Jaksa Cassidy Smith, dari kantor Kejaksaan Agung, menyempurnakan “sembilan menit 59 detik” pertama dari video tersebut di mana tersangka korban tidak bergerak selama aktivitas seksual.
“Jika sebuah gambar dapat menyampaikan 1.000 kata, maka video yang tidak senonoh dan mesum tidak akan ditutup-tutupi,” kata Smith kepada juri tentang video Perkins, Curtin, dan tersangka korban.
Sementara Jeanna Wheat, pengacara pembela, mendalilkan bahwa tersangka korban, setelah hampir 10 menit tersebut, menggerakkan tangannya untuk ikut serta dalam aktivitas seksual tersebut.
“Apakah bagi Anda itu tampak seperti kontrol yang tidak disengaja? Bagi saya tidak,” kata Wheat kepada juri.
Dia juga berbicara tentang sejarah seksual Perkins yang melibatkan wanita yang berpura-pura tertidur saat berhubungan seks.
“Dennis Perkins mempunyai riwayat gangguan tidur,” katanya.
Curtin, dari Denham Springs, awalnya dihukum karena pemerkosaan tingkat pertama pada tahun 2021 dan dijatuhi hukuman penjara seumur hidup tanpa kemungkinan pembebasan bersyarat pada tahun 2022.
Namun pada tahun 2023, pengadilan banding memutuskan bahwa Curtin, 46, harus menjalani persidangan baru, dengan mengatakan pengadilan “mengakui bukti yang tidak adil yang merugikan terdakwa.”
Curtin kini diadili dengan tuduhan ringan atas pemerkosaan sederhana, yang juga dikenal sebagai pemerkosaan tingkat tiga, dan video voyeurisme.
Juri mulai berunding pada Selasa malam setelah argumen penutup.
Negara bagian menghadirkan saksi terakhirnya pada hari Selasa, seorang ahli toksikologi yang memberikan kesaksian dalam persidangan terakhir. Hakim Brian K. Abels awalnya memerintahkan kesaksian tersebut untuk dikecualikan, setelah tim pembela Curtin berpendapat bahwa kesaksian tersebut “memasukkan peran juri.”
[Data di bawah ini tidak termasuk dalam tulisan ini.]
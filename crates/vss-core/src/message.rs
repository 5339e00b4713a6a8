//! Domain and response messages
//!
//! Both families are closed enums. The codec produces [`DomainMessage`]s and
//! consumes [`ResponseMessage`]s; handlers only ever see the typed forms.

use std::fmt;
use std::ops::Bound;

use chrono::{DateTime, TimeZone, Utc};
use serde::{Deserialize, Serialize};
use serde_json::Value;
use uuid::Uuid;

use crate::error::HandlerError;

/// Wire status codes
pub mod status {
    pub const OK: u16 = 200;
    pub const BAD_REQUEST: u16 = 400;
    pub const NOT_FOUND: u16 = 404;
    pub const INTERNAL_SERVER_ERROR: u16 = 500;
    pub const NOT_IMPLEMENTED: u16 = 501;
    pub const SERVICE_UNAVAILABLE: u16 = 503;
}

/// JSON-RPC request id, echoed verbatim (string or number)
pub type RequestId = Value;

/// Opaque identity of one client connection
#[derive(Debug, Clone, Copy, PartialEq, Eq, Hash, PartialOrd, Ord)]
pub struct ConnectionId(Uuid);

impl ConnectionId {
    pub fn new() -> Self {
        Self(Uuid::new_v4())
    }
}

impl Default for ConnectionId {
    fn default() -> Self {
        Self::new()
    }
}

impl fmt::Display for ConnectionId {
    fn fmt(&self, f: &mut fmt::Formatter<'_>) -> fmt::Result {
        self.0.fmt(f)
    }
}

/// Key prefix handling of a data response
#[derive(Debug, Clone, Copy, PartialEq, Eq, Serialize, Deserialize)]
#[serde(rename_all = "lowercase")]
pub enum Root {
    /// Keys keep the path below the schema root
    Absolute,
    /// Keys have the requested prefix stripped
    Relative,
}

/// Key structure of a data response
#[derive(Debug, Clone, Copy, PartialEq, Eq, Serialize, Deserialize)]
#[serde(rename_all = "lowercase")]
pub enum Format {
    Flat,
    Nested,
}

/// Seconds/nanos pair used on the wire for every point in time
#[derive(Debug, Clone, Copy, PartialEq, Eq, PartialOrd, Ord, Hash, Serialize, Deserialize)]
pub struct Timestamp {
    pub seconds: i64,
    #[serde(default)]
    pub nanos: u32,
}

impl Timestamp {
    pub fn new(seconds: i64, nanos: u32) -> Self {
        Self { seconds, nanos }
    }

    pub fn now() -> Self {
        Utc::now().into()
    }

    pub fn to_datetime(self) -> Option<DateTime<Utc>> {
        Utc.timestamp_opt(self.seconds, self.nanos).single()
    }
}

impl From<DateTime<Utc>> for Timestamp {
    fn from(dt: DateTime<Utc>) -> Self {
        Self {
            seconds: dt.timestamp(),
            nanos: dt.timestamp_subsec_nanos(),
        }
    }
}

impl fmt::Display for Timestamp {
    fn fmt(&self, f: &mut fmt::Formatter<'_>) -> fmt::Result {
        match self.to_datetime() {
            Some(dt) => write!(f, "{}", dt.to_rfc3339()),
            None => write!(f, "{}.{:09}", self.seconds, self.nanos),
        }
    }
}

/// Time window for value queries
#[derive(Debug, Clone, Copy, PartialEq, Eq)]
pub struct TimeRange {
    pub lower: Bound<Timestamp>,
    pub upper: Bound<Timestamp>,
}

impl TimeRange {
    /// `(lower, upper]`, the window covered by one poll tick
    pub fn after(lower: Timestamp, upper: Timestamp) -> Self {
        Self {
            lower: Bound::Excluded(lower),
            upper: Bound::Included(upper),
        }
    }

    /// Inclusive window with optional ends
    pub fn inclusive(gte: Option<Timestamp>, lte: Option<Timestamp>) -> Self {
        Self {
            lower: gte.map_or(Bound::Unbounded, Bound::Included),
            upper: lte.map_or(Bound::Unbounded, Bound::Included),
        }
    }

    pub fn unbounded() -> Self {
        Self {
            lower: Bound::Unbounded,
            upper: Bound::Unbounded,
        }
    }

    pub fn contains(&self, ts: &Timestamp) -> bool {
        let above = match self.lower {
            Bound::Included(l) => *ts >= l,
            Bound::Excluded(l) => *ts > l,
            Bound::Unbounded => true,
        };
        let below = match self.upper {
            Bound::Included(u) => *ts <= u,
            Bound::Excluded(u) => *ts < u,
            Bound::Unbounded => true,
        };
        above && below
    }
}

/// A (name, value) pair as exchanged with storage collaborators
#[derive(Debug, Clone, PartialEq, Serialize, Deserialize)]
pub struct NamedValue {
    pub name: String,
    pub value: Value,
}

impl NamedValue {
    pub fn new(name: impl Into<String>, value: Value) -> Self {
        Self {
            name: name.into(),
            value,
        }
    }
}

#[derive(Debug, Clone, PartialEq)]
pub struct GetRequest {
    pub instance: String,
    pub path: String,
    pub root: Root,
    pub format: Format,
    pub request_id: Option<RequestId>,
}

#[derive(Debug, Clone, PartialEq)]
pub struct SetRequest {
    pub instance: String,
    pub path: String,
    /// Scalar for the exact path, or an object whose leaves sit below it
    pub data: Value,
    /// Relative dotted path (or `""`) to metadata value
    pub metadata: Option<Value>,
    pub request_id: Option<RequestId>,
}

#[derive(Debug, Clone, PartialEq)]
pub struct SubscribeRequest {
    pub instance: String,
    pub path: String,
    pub root: Root,
    pub format: Format,
    pub request_id: Option<RequestId>,
}

#[derive(Debug, Clone, PartialEq)]
pub struct UnsubscribeRequest {
    pub instance: String,
    pub path: String,
    pub request_id: Option<RequestId>,
}

#[derive(Debug, Clone, PartialEq)]
pub struct PermissionsEditRequest {
    pub instance: String,
    pub path: String,
    pub user_id: String,
    pub allow: Vec<String>,
    pub deny: Vec<String>,
    pub delete: Vec<String>,
    pub request_id: Option<RequestId>,
}

#[derive(Debug, Clone, PartialEq)]
pub struct TimeseriesGetRequest {
    pub instance: String,
    pub path: String,
    pub range: TimeRange,
    pub request_id: Option<RequestId>,
}

/// Validated request, `path` already in canonical key form
#[derive(Debug, Clone, PartialEq)]
pub enum DomainMessage {
    Get(GetRequest),
    Set(SetRequest),
    Subscribe(SubscribeRequest),
    Unsubscribe(UnsubscribeRequest),
    PermissionsEdit(PermissionsEditRequest),
    TimeseriesGet(TimeseriesGetRequest),
}

impl DomainMessage {
    /// Wire method name
    pub fn method(&self) -> &'static str {
        match self {
            DomainMessage::Get(_) => "get",
            DomainMessage::Set(_) => "set",
            DomainMessage::Subscribe(_) => "subscribe",
            DomainMessage::Unsubscribe(_) => "unsubscribe",
            DomainMessage::PermissionsEdit(_) => "permissions/edit",
            DomainMessage::TimeseriesGet(_) => "timeseries/get",
        }
    }

    pub fn instance(&self) -> &str {
        match self {
            DomainMessage::Get(m) => &m.instance,
            DomainMessage::Set(m) => &m.instance,
            DomainMessage::Subscribe(m) => &m.instance,
            DomainMessage::Unsubscribe(m) => &m.instance,
            DomainMessage::PermissionsEdit(m) => &m.instance,
            DomainMessage::TimeseriesGet(m) => &m.instance,
        }
    }

    pub fn path(&self) -> &str {
        match self {
            DomainMessage::Get(m) => &m.path,
            DomainMessage::Set(m) => &m.path,
            DomainMessage::Subscribe(m) => &m.path,
            DomainMessage::Unsubscribe(m) => &m.path,
            DomainMessage::PermissionsEdit(m) => &m.path,
            DomainMessage::TimeseriesGet(m) => &m.path,
        }
    }

    pub fn request_id(&self) -> Option<&RequestId> {
        match self {
            DomainMessage::Get(m) => m.request_id.as_ref(),
            DomainMessage::Set(m) => m.request_id.as_ref(),
            DomainMessage::Subscribe(m) => m.request_id.as_ref(),
            DomainMessage::Unsubscribe(m) => m.request_id.as_ref(),
            DomainMessage::PermissionsEdit(m) => m.request_id.as_ref(),
            DomainMessage::TimeseriesGet(m) => m.request_id.as_ref(),
        }
    }
}

/// Outbound message, serialized by the codec
#[derive(Debug, Clone, PartialEq)]
pub enum ResponseMessage {
    Data {
        instance: String,
        data: Value,
        metadata: Option<Value>,
        request_id: Option<RequestId>,
    },
    Status {
        code: u16,
        message: String,
        request_id: Option<RequestId>,
        timestamp: Timestamp,
    },
    Error {
        code: u16,
        message: String,
        reason: String,
        request_id: Option<RequestId>,
    },
}

impl ResponseMessage {
    /// Status(OK) acknowledgement
    pub fn ok(message: impl Into<String>, request_id: Option<RequestId>) -> Self {
        ResponseMessage::Status {
            code: status::OK,
            message: message.into(),
            request_id,
            timestamp: Timestamp::now(),
        }
    }

    pub fn error(
        code: u16,
        message: impl Into<String>,
        reason: impl Into<String>,
        request_id: Option<RequestId>,
    ) -> Self {
        ResponseMessage::Error {
            code,
            message: message.into(),
            reason: reason.into(),
            request_id,
        }
    }

    pub fn from_error(err: &HandlerError, request_id: Option<RequestId>) -> Self {
        Self::error(err.status_code(), err.summary(), err.reason(), request_id)
    }

    pub fn request_id(&self) -> Option<&RequestId> {
        match self {
            ResponseMessage::Data { request_id, .. }
            | ResponseMessage::Status { request_id, .. }
            | ResponseMessage::Error { request_id, .. } => request_id.as_ref(),
        }
    }

    pub fn is_error(&self) -> bool {
        matches!(self, ResponseMessage::Error { .. })
    }
}

#[cfg(test)]
mod tests {
    use super::*;

    #[test]
    fn tick_window_excludes_lower_includes_upper() {
        let range = TimeRange::after(Timestamp::new(10, 0), Timestamp::new(20, 0));
        assert!(!range.contains(&Timestamp::new(10, 0)));
        assert!(range.contains(&Timestamp::new(10, 1)));
        assert!(range.contains(&Timestamp::new(20, 0)));
        assert!(!range.contains(&Timestamp::new(20, 1)));
    }

    #[test]
    fn inclusive_window_with_open_end() {
        let range = TimeRange::inclusive(Some(Timestamp::new(5, 0)), None);
        assert!(range.contains(&Timestamp::new(5, 0)));
        assert!(range.contains(&Timestamp::new(i64::MAX, 0)));
        assert!(!range.contains(&Timestamp::new(4, 999_999_999)));
    }

    #[test]
    fn timestamp_roundtrips_through_chrono() {
        let ts = Timestamp::new(1_700_000_000, 123_000_000);
        let dt = ts.to_datetime().unwrap();
        assert_eq!(Timestamp::from(dt), ts);
    }

    #[test]
    fn timestamp_ordering_uses_nanos() {
        assert!(Timestamp::new(1, 5) < Timestamp::new(1, 6));
        assert!(Timestamp::new(1, 999) < Timestamp::new(2, 0));
    }

    #[test]
    fn error_response_carries_status_and_reason() {
        let err = HandlerError::UnknownPath("Vehicle_Nope".to_string());
        let msg = ResponseMessage::from_error(&err, Some(Value::from("7")));
        match msg {
            ResponseMessage::Error {
                code,
                message,
                reason,
                request_id,
            } => {
                assert_eq!(code, 404);
                assert_eq!(message, "Not found");
                assert!(reason.contains("Vehicle.Nope"));
                assert_eq!(request_id, Some(Value::from("7")));
            }
            other => panic!("unexpected {:?}", other),
        }
    }

    #[test]
    fn domain_message_accessors() {
        let msg = DomainMessage::Unsubscribe(UnsubscribeRequest {
            instance: "VIN1".to_string(),
            path: "Vehicle_Speed".to_string(),
            request_id: None,
        });
        assert_eq!(msg.method(), "unsubscribe");
        assert_eq!(msg.instance(), "VIN1");
        assert_eq!(msg.path(), "Vehicle_Speed");
        assert!(msg.request_id().is_none());
    }
}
Namun, pengadilan banding memutuskan bahwa ahli toksikologi secara umum dapat memberikan kesaksian bagaimana penampilan orang yang mabuk, namun tidak dapat membuat kesimpulan spesifik tentang terdakwa atau korban yang diduga dalam video tersebut.
Curtin menolak kesempatan untuk bersaksi pada hari Selasa dan pembelaannya hanya menghadirkan satu saksi untuk diadili.
Seorang wanita Paroki Livingston yang melakukan hubungan seksual dengan Perkins sekitar tahun 2015 bersaksi dan menjelaskan bagaimana Perkins memintanya untuk meminum obat tidur yang diresepkan dan berpura-pura tertidur saat mereka berhubungan seks.
“Jika saya bangun… Saya harus berpura-pura tidak bangun,” kata wanita itu sambil menangis.
Curtin bisa menghadapi hukuman hingga 20 tahun untuk dakwaan pemerkosaan sederhana, dan satu hingga lima tahun untuk dakwaan video voyeurisme serta kerja paksa dan tanpa imbalan jika terbukti bersalah, kata Lester Duhé, juru bicara kantor Kejaksaan Agung Louisiana. Kantor Kejaksaan Agung sedang memproses kasus ini.
Curtin, mantan agen real estate dan mantan pegawai Kantor Sheriff Paroki Livingston, adalah salah satu terdakwa yang menghadapi dakwaan menyusul penyelidikan terhadap mantan Deputi Kantor Sheriff Dennis Perkins.
Perkins dan mantan istrinya, Cynthia, mantan guru sekolah paroki, dihukum karena berbagai tingkat kejahatan seksual yang melibatkan anak-anak, mulai dari pornografi anak hingga memasukkan cairan tubuh ke dalam kue mangkuk yang disajikan kepada siswa SMP.
Kasus Curtin tidak melibatkan anak-anak.